▸ Task directions
Please print each entry below exactly as it reads.

___ Materials provided ___

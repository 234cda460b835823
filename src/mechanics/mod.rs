//! Micromechanics
//!
//! This module provides the continuum-mechanics side of the simulation:
//!
//! - [`tensor`]: Voigt-notation utilities and the fixed elastic constants of
//!   the two phases (bone matrix and vascular pore space).
//! - [`homogenization`]: two-phase Mori–Tanaka homogenization of the
//!   representative volume element — strain concentration tensors, the
//!   macroscopic stiffness tensor and the strain energy density that drives
//!   the mechanobiological feedback.
//!
//! All quantities in this module are expressed in GPa; callers that need Pa
//! apply the fixed `1e9` conversion at the module boundary.

pub mod homogenization;
pub mod tensor;

pub use homogenization::Homogenizer;
pub use tensor::{stress_tensor, to_voigt};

___

▸ Output for this task
repository 234cda460b835823
filename src/mechanics/mod.rs
//! Micromechanics
//!
//! This module provides the continuum-mechanics side of the simulation:
//!
//! - [`tensor`]: Voigt-notation utilities and the fixed elastic constants of
//!   the two phases (bone matrix and vascular pore space).
//! - [`homogenization`]: two-phase Mori–Tanaka homogenization of the
//!   representative volume element — strain concentration tensors, the
//!   macroscopic stiffness tensor and the strain energy density that drives
//!   the mechanobiological feedback.
//!
//! All quantities in this module are expressed in GPa; callers that need Pa
//! apply the fixed `1e9` conversion at the module boundary.

pub mod homogenization;
pub mod tensor;

pub use homogenization::Homogenizer;
pub use tensor::{stress_tensor, to_voigt};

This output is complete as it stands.